Vivian E. Thomson, an environmental science professor at the University of Virginia, recounts the Mirant episode in her recently published book, “Climate of Capitulation: An Insider’s Account of State Power in a Coal Nation.” Mirant’s ability to keep the Alexandria plant opened, she argues, was just one of many examples of how the energy lobby exercise power in Virginia and other states at the expense of the environment and citizens’ health.
Officials in the Kaine administration undermined and opposed the Board’s work, she asserts. The General Assembly interfered with Board decisions and enacted a law to expand the board from five to seven members for the purpose of diluting the power of the three activist board members, one of whom was Thomson herself. Resistance to the board’s policing of the environment reflected “cozy relationships” between regulators and businesses and Virginia’s “corrupt” environmental policy-making process, she says.
Thomson details three major controversies in which she participated: the Mirant closing, the approval of Dominion Energy’s hybrid energy plant in Wise County, and the regulation of dust from coal trucks. Distressed by the way energy interests evaded her brand of environmental justice, Thomson describes a “climate of capitulation” — a system that shows “favoritism toward private interests and an inclination to maintain the status quo.”
By avoiding inflammatory rhetoric and maintaining a flat, academic style, Thomson strives to come across in the book as a reasoned observer of the political process. She doesn’t insult her opponents, she doesn’t engage in conspiracy theorizing, and she avoids a strident tone. But she never concedes that environmental regulation involves trade-offs with jobs, electric rates or electric reliability. In her analysis, protecting the environment and public health are not merely important goals, but the only goals worth considering.
Indeed, Thomson’s inability to acknowledge any perspective other than her own gives proof to the assessment of Kaine’s secretary of the environment, Preston Bryant, that the State Air Pollution Control Board was indeed a “rogue board.”

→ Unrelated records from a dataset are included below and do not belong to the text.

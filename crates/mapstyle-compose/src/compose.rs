//! One full composition pass over a dataset.

use mapstyle_model::{ConfigVariant, Dataset, ModuleType, Patch, StyleModule, TemplateLibrary};

use crate::context::FragmentContext;
use crate::flatten::{Activation, flatten, partition_modules, resolve_activation};
use crate::fragment::fragment_for;
use crate::merge::{MergeModule, MergePass, merge_into, merge_overrides};

/// Result of [`compose`].
#[derive(Debug, Clone, PartialEq, Default)]
pub struct Composition {
    /// Patch to hand to the renderer, `None` when there is nothing to send.
    pub patch: Option<Patch>,
    pub activation: Activation,
}

/// Compose the override patch for `dataset`.
///
/// Inactive modules are cleansed first, starting from `carried` (the cleanse
/// fragment of a module removed since the previous pass), then active
/// modules are merged on top.
///
/// Transparency fragments read the renderer's override with this pass's
/// cleanse and the other active fragments merged over it, so a color this
/// pass removes or replaces is never faded back in.
#[must_use]
pub fn compose(
    dataset: &Dataset,
    templates: &TemplateLibrary,
    ctx: &FragmentContext,
    carried: Option<&Patch>,
) -> Composition {
    let flattened = flatten(&dataset.modules, templates);
    let activation = resolve_activation(&flattened, dataset);
    let (active, inactive) = partition_modules(&flattened, &activation);

    let inactive_entries: Vec<MergeModule<'_>> =
        inactive.into_iter().map(MergeModule::inactive).collect();
    let cleanse = merge_overrides(MergePass::Cleanse, &inactive_entries, carried, None);

    let variant = dataset.selected_dataset_variant.as_ref();
    let mut active_entries: Vec<MergeModule<'_>> = active
        .into_iter()
        .map(|module| {
            let fragment = if reads_pass_color(module) {
                None
            } else {
                fragment_for(module, ctx)
            };
            MergeModule::new(module, fragment)
        })
        .collect();
    let pass_ctx = pass_context(ctx, cleanse.as_ref(), &active_entries, variant);
    for entry in &mut active_entries {
        if reads_pass_color(entry.module) {
            entry.fragment = fragment_for(entry.module, &pass_ctx);
        }
    }
    let update = merge_overrides(MergePass::Update, &active_entries, None, variant);

    let patch = match (cleanse, update) {
        (Some(mut base), Some(update)) => {
            merge_into(&mut base, &update);
            Some(base)
        }
        (cleanse, update) => update.or(cleanse),
    };

    tracing::debug!(
        dataset = %dataset.id,
        modules = flattened.len(),
        active = activation.active.len(),
        inactive = activation.inactive.len(),
        carried = carried.is_some(),
        empty = patch.is_none(),
        "Composed override patch"
    );

    Composition { patch, activation }
}

fn reads_pass_color(module: &StyleModule) -> bool {
    module.module_type() == ModuleType::BuildingTransparency
}

/// Context whose existing override reflects what this pass already decided.
fn pass_context(
    ctx: &FragmentContext,
    cleanse: Option<&Patch>,
    entries: &[MergeModule<'_>],
    variant: Option<&ConfigVariant>,
) -> FragmentContext {
    let independent: Vec<MergeModule<'_>> = entries
        .iter()
        .filter(|entry| !reads_pass_color(entry.module))
        .cloned()
        .collect();
    let produced = merge_overrides(MergePass::Update, &independent, None, variant);
    let mut existing = ctx.existing_override.clone().unwrap_or_default();
    for layer in [cleanse, produced.as_ref()].into_iter().flatten() {
        merge_into(&mut existing, layer);
    }
    FragmentContext {
        existing_override: (!existing.is_empty()).then_some(existing),
        attributes: ctx.attributes.clone(),
    }
}

#[cfg(test)]
mod tests {
    use super::*;
    use mapstyle_model::{
        BuildingColorSettings, BuildingColorType, BuildingShadowSettings,
        BuildingTransparencySettings, Facet, ModuleSettings, ShadowMode,
    };
    use serde_json::{Value, json};

    fn shadow(id: &str, shadow: ShadowMode) -> StyleModule {
        StyleModule::new(id, ModuleSettings::BuildingShadow(BuildingShadowSettings { shadow }))
    }

    #[test]
    fn inactive_modules_are_cleansed_under_active_ones() {
        let mut dataset = Dataset::new("d").with_modules(vec![
            shadow("day", ShadowMode::Enabled).with_group("day"),
            shadow("night", ShadowMode::Disabled).with_group("night"),
        ]);
        dataset.selected_group = Some("day".to_string());
        let composition = compose(&dataset, &TemplateLibrary::default(), &FragmentContext::new(), None);
        assert_eq!(composition.activation.active, vec!["day"]);
        assert_eq!(composition.activation.inactive, vec!["night"]);
        let patch = composition.patch.expect("patch");
        assert_eq!(patch.get(Facet::Tiles3d, "shadows"), Some(&json!("enabled")));
    }

    #[test]
    fn carried_cleanse_survives_when_nothing_overwrites_it() {
        let dataset = Dataset::new("d").with_modules(vec![shadow("s", ShadowMode::CastOnly)]);
        let carried = Patch::leaf(Facet::Tiles3d, "color", Value::Null);
        let composition = compose(
            &dataset,
            &TemplateLibrary::default(),
            &FragmentContext::new(),
            Some(&carried),
        );
        let patch = composition.patch.expect("patch");
        assert_eq!(patch.get(Facet::Tiles3d, "color"), Some(&Value::Null));
        assert_eq!(patch.get(Facet::Tiles3d, "shadows"), Some(&json!("cast_only")));
    }

    #[test]
    fn transparency_fades_the_color_composed_in_this_pass() {
        let dataset = Dataset::new("d").with_modules(vec![
            StyleModule::new(
                "plain",
                ModuleSettings::BuildingColor(BuildingColorSettings {
                    color_type: BuildingColorType::None,
                    attribute: None,
                }),
            ),
            StyleModule::new(
                "fade",
                ModuleSettings::BuildingTransparency(BuildingTransparencySettings { transparency: 50 }),
            ),
        ]);
        let stale = Patch::leaf(Facet::Tiles3d, "color", json!("color(\"#00ff00\", 1)"));
        let ctx = FragmentContext::new().with_existing_override(Some(stale));
        let first = compose(&dataset, &TemplateLibrary::default(), &ctx, None);
        // The renderer now holds the first pass's result; the next pass must agree.
        let ctx = FragmentContext::new().with_existing_override(first.patch.clone());
        let second = compose(&dataset, &TemplateLibrary::default(), &ctx, None);
        assert_eq!(first.patch, second.patch);
        assert_eq!(
            first.patch.and_then(|p| p.get(Facet::Tiles3d, "color").cloned()),
            Some(json!("color(\"#ffffff\", 0.5)"))
        );
    }

    #[test]
    fn empty_dataset_sends_nothing() {
        let composition = compose(
            &Dataset::new("d"),
            &TemplateLibrary::default(),
            &FragmentContext::new(),
            None,
        );
        assert!(composition.patch.is_none());
        assert!(composition.activation.active.is_empty());
    }
}
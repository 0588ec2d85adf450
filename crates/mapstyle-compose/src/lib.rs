//! Override composition for dataset style modules.
//!
//! Modules are flattened, split into active and inactive sets, turned into
//! JSON fragments, and deep-merged into the single patch the renderer
//! applies. Everything here is synchronous and never fails.

pub mod cleanse;
pub mod color;
pub mod compose;
pub mod condition;
pub mod context;
pub mod flatten;
pub mod fragment;
pub mod merge;
pub mod tables;

pub use cleanse::{cleanse_for_type, cleanse_fragment, removal_cleanse};
pub use color::{DEFAULT_COLOR, Rgba, apply_transparency, rewrite_alpha, transparency_alpha};
pub use compose::{Composition, compose};
pub use condition::{attribute_ref, compile_condition, compile_range, numeric_attribute};
pub use context::{AttributeDomain, FragmentContext};
pub use flatten::{
    Activation, MAX_TEMPLATE_DEPTH, flatten, is_module_active, partition_modules,
    resolve_activation,
};
pub use fragment::{FragmentHandler, HANDLERS, fragment_for, handler_for};
pub use merge::{MergeModule, MergePass, merge_into, merge_overrides, merged, switch_dataset_patch};
//! Inputs a fragment generator may read beyond its own module.

use mapstyle_model::Patch;
use serde::{Deserialize, Serialize};

/// Observed domain of one feature attribute.
#[derive(Debug, Clone, PartialEq, Default, Serialize, Deserialize)]
pub struct AttributeDomain {
    pub name: String,
    #[serde(default, skip_serializing_if = "Option::is_none")]
    pub min: Option<f64>,
    #[serde(default, skip_serializing_if = "Option::is_none")]
    pub max: Option<f64>,
    #[serde(default, skip_serializing_if = "Vec::is_empty")]
    pub values: Vec<String>,
}

/// Shared context for one composition pass.
#[derive(Debug, Clone, Default)]
pub struct FragmentContext {
    /// Override currently applied by the renderer, if it was queried.
    pub existing_override: Option<Patch>,
    /// Attribute domains discovered from dataset metadata.
    pub attributes: Vec<AttributeDomain>,
}

impl FragmentContext {
    #[must_use]
    pub fn new() -> Self {
        Self::default()
    }

    #[must_use]
    pub fn with_existing_override(mut self, patch: Option<Patch>) -> Self {
        self.existing_override = patch;
        self
    }

    #[must_use]
    pub fn with_attributes(mut self, attributes: Vec<AttributeDomain>) -> Self {
        self.attributes = attributes;
        self
    }

    #[must_use]
    pub fn attribute(&self, name: &str) -> Option<&AttributeDomain> {
        self.attributes.iter().find(|domain| domain.name == name)
    }
}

The Mirant controversy. Thomson’s blinkered view comes through most clearly in her recitation of the Mirant controversy. She never explains why the Department of Energy (DOE) issued an emergency order to reopen the Mirant plant after the Warner administration shut it down. The facility, as I discovered only by querying the Web, was one of three power plants supplying electricity to Washington, D.C. Pepco, the city’s utility, was planning to shut down one of the other three, the Potomac River Generating Station, for environmental reasons and it needed to upgrade a transmission line and substation feeding electricity to the capital from the outside. To avoid the risk of outages, the D.C. Public Service Commission petitioned federal authorities to keep the Mirant plant open until Pepco managed to complete the improvements. The DOE complied. Thomson deemed none of this background to be worthy of mention. Without it, the early behavior of Mirant and the Kaine administration are all but incomprehensible.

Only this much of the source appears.